In 2010/11, Gibril was a patron of the National Portrait Gallery, advising NPG and supporting the fundraising effort to acquire the 17a33 painting (portrait) of the freed slave Job Ben Solomon. Gibril has been researching this subject since the late 1980s. In 2007, as part of the bicentenary of the abolition of the slave trade in the UK, he designed a historical education programme on "slave-scholars" and wrote a paper entitled "Ayuba Sulayman Jallow: The Life of a Gambian Slave-Scholar". Gibril assisted dozens of start-ups to become effective contributors in the cultural and creative industries sector. These include Omnibus Clapham (a multipurpose music and arts centre), Yaram Arts (promoters of African music, art and cultural heritage), Hangar Arts Trust (a centre for circus, acrobatic and aerial arts) and Snow-Camp (a charity that uses snow sports to support inner city young people). Gibril also acts as technical adviser to researchers in the disability arts movement and co-founded the Edward Lear Foundation.

Gibril has been actively involved in public service and campaigns for social justice all his life. In 1995, he wrote a socio-legal paper examining whether Female Genital Mutilation (FGM) is a form of torture as defined in international law.
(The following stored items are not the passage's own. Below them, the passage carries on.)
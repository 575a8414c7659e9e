//! Forecast aggregation: per-quantile sequences to scalar projections.
//!
//! Reduces one provider's quantile forecast to weekly, monthly, and yearly
//! projected cost around a representative quantile.

use std::collections::BTreeMap;

use cloudcost_core::{ProjectionSummary, Provider, QuantileForecast};

/// The preferred representative quantile.
const MEDIAN_LABEL: &str = "0.5";

const DAYS_PER_MONTH: f64 = 30.0;
const MONTHS_PER_YEAR: f64 = 12.0;

/// Stateless reducer from quantile forecasts to projection summaries.
pub struct ForecastAggregator;

impl ForecastAggregator {
    /// Select the representative quantile label: `"0.5"` if present,
    /// otherwise the lower-middle label of the lexicographically sorted
    /// set. Quantile sets are configuration-driven, so the median label
    /// may be absent; the tie-break is deterministic by construction.
    pub fn representative_label(forecast: &QuantileForecast) -> Option<&str> {
        if forecast.series.contains_key(MEDIAN_LABEL) {
            return Some(MEDIAN_LABEL);
        }
        let labels: Vec<&str> = forecast.labels().collect();
        if labels.is_empty() {
            None
        } else {
            Some(labels[(labels.len() - 1) / 2])
        }
    }

    /// Reduce a quantile forecast to scalar projections.
    ///
    /// `weekly` sums the representative series over whatever horizon is
    /// available (H >= 1; H = 7 is not assumed). `monthly` and `yearly`
    /// scale the horizon's daily average by 30 and 12x30 — a direct
    /// extrapolation of the recent average, not a re-forecast, which
    /// assumes the average is stationary beyond the horizon.
    ///
    /// Every output, including each displayed quantile series value, is
    /// clamped to be non-negative: negative predicted costs are a model
    /// artifact and must never surface to a user.
    ///
    /// Returns `None` when the forecast has no quantile labels or the
    /// representative series is empty, so the caller can render an
    /// explicit empty state.
    pub fn aggregate(provider: Provider, forecast: &QuantileForecast) -> Option<ProjectionSummary> {
        let label = Self::representative_label(forecast)?;
        let selected = &forecast.series[label];
        if selected.is_empty() {
            return None;
        }

        let weekly: f64 = selected.iter().map(|v| v.max(0.0)).sum();
        let daily_average = weekly / selected.len() as f64;
        let monthly = daily_average * DAYS_PER_MONTH;
        let yearly = monthly * MONTHS_PER_YEAR;

        let quantile_series: BTreeMap<String, Vec<f64>> = forecast
            .series
            .iter()
            .map(|(label, values)| {
                (
                    label.clone(),
                    values.iter().map(|v| v.max(0.0)).collect(),
                )
            })
            .collect();

        Some(ProjectionSummary {
            provider,
            weekly,
            monthly,
            yearly,
            quantile_series,
        })
    }
}
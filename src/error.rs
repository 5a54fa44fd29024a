//! Error types for certificate verification runs and their collaborators.
//!
//! [`CertKeyError`] is what a run surfaces to its caller. Every variant aborts
//! the whole batch. Per-certificate outcomes (a rejected certificate, a key that
//! could not be derived) are not errors at this level: they show up as empty
//! slots in [`VerifiedKeys`](crate::VerifiedKeys).

use std::collections::TryReserveError;
use std::io;
use std::path::PathBuf;
use std::time::Duration;
use thiserror::Error;

/// Fatal errors of a verification run.
#[derive(Debug, Error)]
#[non_exhaustive]
pub enum CertKeyError {
    /// Required configuration is missing. Raised before any certificate is looked at.
    #[error("invalid verifier configuration: {0}")]
    Config(#[from] ConfigError),

    /// Internal buffers for the run could not be allocated.
    #[error("failed to allocate run buffers")]
    Allocation(#[from] TryReserveError),

    /// A candidate certificate could not be converted to its transport form.
    #[error("failed to encode certificate at input index {input_index}")]
    Encoding {
        /// Position of the certificate in the caller's input.
        input_index: usize,
        /// Underlying encoder failure.
        #[source]
        source: EncodeError,
    },

    /// The verification helper could not be started or waited on.
    #[error("failed to run verification helper: {0}")]
    Launch(#[from] LaunchError),

    /// The verification helper did not finish within the configured timeout.
    #[error("verification helper timed out after {}s on input index {input_index}", .timeout.as_secs())]
    VerifierTimeout {
        /// Position, in the caller's input, of the certificate being verified.
        input_index: usize,
        /// The timeout that expired.
        timeout: Duration,
    },
}

/// Errors related to verifier configuration.
#[derive(Debug, Error, PartialEq, Eq, Clone)]
#[non_exhaustive]
pub enum ConfigError {
    /// No CA database path was configured.
    #[error("missing CA database path")]
    MissingCaDb,
}

/// Errors produced by a [`CertEncoder`](crate::cert::encoder::CertEncoder).
#[derive(Debug, Error, PartialEq, Eq, Clone)]
#[non_exhaustive]
pub enum EncodeError {
    /// The certificate buffer is empty.
    #[error("certificate buffer is empty")]
    Empty,

    /// Custom encoder failure.
    #[error("{0}")]
    Other(String),
}

/// Errors produced while starting or waiting on the verification helper.
#[derive(Debug, Error)]
#[non_exhaustive]
pub enum LaunchError {
    /// The helper process could not be spawned (missing binary, permissions, ...).
    #[error("failed to spawn {}: {source}", .path.display())]
    Spawn {
        /// Helper that was being started.
        path: PathBuf,
        /// Underlying OS error.
        #[source]
        source: io::Error,
    },

    /// The log destination for the helper could not be opened.
    #[error("failed to open helper log file {}: {source}", .path.display())]
    Logfile {
        /// Configured log destination.
        path: PathBuf,
        /// Underlying OS error.
        #[source]
        source: io::Error,
    },

    /// Waiting for the helper to exit failed.
    #[error("failed waiting for verification helper: {0}")]
    Wait(#[source] io::Error),
}

/// Errors produced by a [`KeyDeriver`](crate::ssh::KeyDeriver).
#[derive(Debug, Error)]
#[non_exhaustive]
pub enum DeriveError {
    /// The encoded certificate is not valid base64.
    #[error("certificate is not valid base64")]
    Base64(#[from] base64::DecodeError),

    /// The decoded bytes are not a parseable X.509 certificate.
    #[error("failed parsing X.509 certificate")]
    ParseX509Certificate(#[from] x509_parser::error::X509Error),

    /// The certificate's public key algorithm has no SSH representation here.
    #[error("unsupported public key algorithm: {0}")]
    UnsupportedAlgorithm(String),

    /// The public key could not be converted to SSH form.
    #[error("failed building SSH public key")]
    SshKey(#[from] ssh_key::Error),
}
use crate::args::ArgumentTemplate;
use crate::cert::Candidate;
use crate::error::{CertKeyError, LaunchError};
use crate::launcher::{ChildStatus, VerifierLauncher};
use crate::logging::Abbrev;
use crate::prelude::{debug, error, info, warn};
use crate::ssh::KeyDeriver;
use crate::verifier::keys::{KeySlot, VerifiedKeys};
use crate::verifier::state::{Completion, RunState};
use std::fmt::Debug;
use std::future::{Future, IntoFuture};
use std::pin::Pin;
use std::sync::Arc;
use std::time::Duration;

/// A prepared batch: candidates, argument template and the collaborators the
/// asynchronous part needs.
pub(crate) struct Run {
    template: ArgumentTemplate,
    candidates: Vec<Candidate>,
    timeout: Option<Duration>,
    deriver: Arc<dyn KeyDeriver>,
    launcher: Arc<dyn VerifierLauncher>,

    // Written once per completed candidate, in order.
    slots: Vec<KeySlot>,
    valid: usize,
}

impl Debug for Run {
    fn fmt(&self, f: &mut std::fmt::Formatter<'_>) -> std::fmt::Result {
        f.debug_struct("Run")
            .field("template", &self.template)
            .field("candidates", &self.candidates.len())
            .field("timeout", &self.timeout)
            .field("deriver", &"<KeyDeriver>")
            .field("launcher", &"<VerifierLauncher>")
            .field("slots", &self.slots.len())
            .field("valid", &self.valid)
            .finish()
    }
}

impl Run {
    pub(crate) fn new(
        template: ArgumentTemplate,
        candidates: Vec<Candidate>,
        timeout: Option<Duration>,
        deriver: Arc<dyn KeyDeriver>,
        launcher: Arc<dyn VerifierLauncher>,
    ) -> Result<Self, CertKeyError> {
        let mut slots = Vec::new();
        slots.try_reserve_exact(candidates.len())?;

        Ok(Self {
            template,
            candidates,
            timeout,
            deriver,
            launcher,
            slots,
            valid: 0,
        })
    }

    pub(crate) fn candidate_count(&self) -> usize {
        self.candidates.len()
    }

    /// Drives the run to a terminal state, one helper at a time.
    pub(crate) async fn drive(mut self) -> Result<VerifiedKeys, CertKeyError> {
        let mut state = RunState::Pending(0);
        loop {
            state = match state {
                RunState::Pending(index) => self.step(index).await,
                RunState::Done(keys) => return Ok(keys),
                RunState::Failed(err) => return Err(err),
            };
        }
    }

    async fn step(&mut self, index: usize) -> RunState {
        if index == self.candidates.len() {
            info!(
                "Certificate verification finished: candidates={}, valid_keys={}",
                self.candidates.len(),
                self.valid
            );
            let slots = std::mem::take(&mut self.slots);
            return RunState::Done(VerifiedKeys::new(slots, self.valid));
        }

        let completion = self.verify(index).await;
        self.complete(index, completion)
    }

    /// Launches the helper for candidate `index` and waits for its exit or the
    /// timeout, whichever comes first. The loser is dropped, which kills a
    /// helper that is still running.
    async fn verify(&self, index: usize) -> Completion {
        let args = self.template.for_candidate(&self.candidates[index].encoded);
        debug!(
            "Launching verification helper: input_index={}, certificate={}",
            self.candidates[index].input_index,
            Abbrev(args.certificate().as_str())
        );

        let exit = match self.launcher.launch(&args) {
            Ok(exit) => exit,
            Err(e) => return Completion::LaunchFailed(e),
        };

        let status = match self.timeout {
            None => exit.await,
            Some(timeout) => tokio::select! {
                biased;
                status = exit => status,
                () = tokio::time::sleep(timeout) => return Completion::TimedOut(timeout),
            },
        };

        match status {
            Ok(status) => Completion::Exited(status),
            Err(e) => Completion::LaunchFailed(LaunchError::Wait(e)),
        }
    }

    /// Applies the outcome of candidate `index`.
    fn complete(&mut self, index: usize, completion: Completion) -> RunState {
        let candidate = &self.candidates[index];
        let input_index = candidate.input_index;

        let status = match completion {
            Completion::Exited(status) => status,
            Completion::TimedOut(timeout) => {
                error!(
                    "Verification helper timed out: input_index={}, timeout_secs={}",
                    input_index,
                    timeout.as_secs()
                );
                return RunState::Failed(CertKeyError::VerifierTimeout {
                    input_index,
                    timeout,
                });
            }
            Completion::LaunchFailed(e) => {
                error!(
                    "Verification helper failed: input_index={}, error={}",
                    input_index, e
                );
                return RunState::Failed(e.into());
            }
        };

        let cert = Abbrev(candidate.encoded.as_str());

        let key = match status {
            ChildStatus::Exited(0) => {
                debug!(
                    "Certificate is valid: input_index={}, certificate={}",
                    input_index, cert
                );
                match self.deriver.derive(&candidate.encoded) {
                    Ok(key) => {
                        self.valid += 1;
                        Some(key)
                    }
                    Err(e) => {
                        warn!(
                            "Failed to derive SSH key, skipping certificate: input_index={}, certificate={}, error={}",
                            input_index, cert, e
                        );
                        None
                    }
                }
            }
            ChildStatus::Exited(code) => {
                warn!(
                    "Certificate is not valid: input_index={}, certificate={}, exit_status={}",
                    input_index, cert, code
                );
                None
            }
            ChildStatus::Signaled(signal) => {
                warn!(
                    "Verification helper was terminated by signal: input_index={}, certificate={}, signal={}",
                    input_index, cert, signal
                );
                None
            }
        };

        self.slots.push(KeySlot::new(input_index, key));
        RunState::Pending(index + 1)
    }
}

/// An in-flight verification run returned by
/// [`CertKeyVerifier::start`](crate::CertKeyVerifier::start).
///
/// The run advances while the handle is awaited, through
/// [`RunHandle::await_result`] or directly with `.await`. Dropping the handle
/// abandons the run and kills a helper that is still running.
#[derive(Debug)]
pub struct RunHandle {
    state: HandleState,
}

#[derive(Debug)]
enum HandleState {
    Failed(CertKeyError),
    Ready(Run),
}

impl RunHandle {
    pub(crate) fn ready(run: Run) -> Self {
        Self {
            state: HandleState::Ready(run),
        }
    }

    pub(crate) fn failed(error: CertKeyError) -> Self {
        Self {
            state: HandleState::Failed(error),
        }
    }

    /// Number of candidate certificates, or `None` if the run already failed
    /// while being prepared.
    pub fn candidate_count(&self) -> Option<usize> {
        match &self.state {
            HandleState::Ready(run) => Some(run.candidate_count()),
            HandleState::Failed(_) => None,
        }
    }

    /// Waits for the run to finish.
    ///
    /// # Errors
    ///
    /// Returns the [`CertKeyError`] that aborted the batch. A batch in which
    /// every certificate was rejected is not an error; it yields
    /// [`VerifiedKeys`] with a valid count of zero.
    pub async fn await_result(self) -> Result<VerifiedKeys, CertKeyError> {
        match self.state {
            HandleState::Failed(e) => Err(e),
            HandleState::Ready(run) => run.drive().await,
        }
    }
}

impl IntoFuture for RunHandle {
    type Output = Result<VerifiedKeys, CertKeyError>;
    type IntoFuture = Pin<Box<dyn Future<Output = Self::Output> + Send + 'static>>;

    fn into_future(self) -> Self::IntoFuture {
        Box::pin(self.await_result())
    }
}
He later served as a trustee of Foundation for Women's Health, Research and Development FORWARD (a pioneering anti-FGM charity) from 2007 to 2014. As a teenager in the early 1980s, he was involved in youth and student mobilisations in Gambia. He also gave lectures in support of the work of the Gambia Anti-Apartheid Society. In 1986, he was appointed trainee Clerk of Court at the Supreme Court of the Gambia, where he worked for a puisne judge. In 1987, he became a Clerk at Kanifing Magistrates’ Court and progressed to manage the semi-rural Brikama Magistrates’ Court, working with a travelling magistrate. Beyond his formal multidisciplinary roles, Gibril provides informal advice and guidance to government officials and leaders in the public, private and civil society sectors around the world.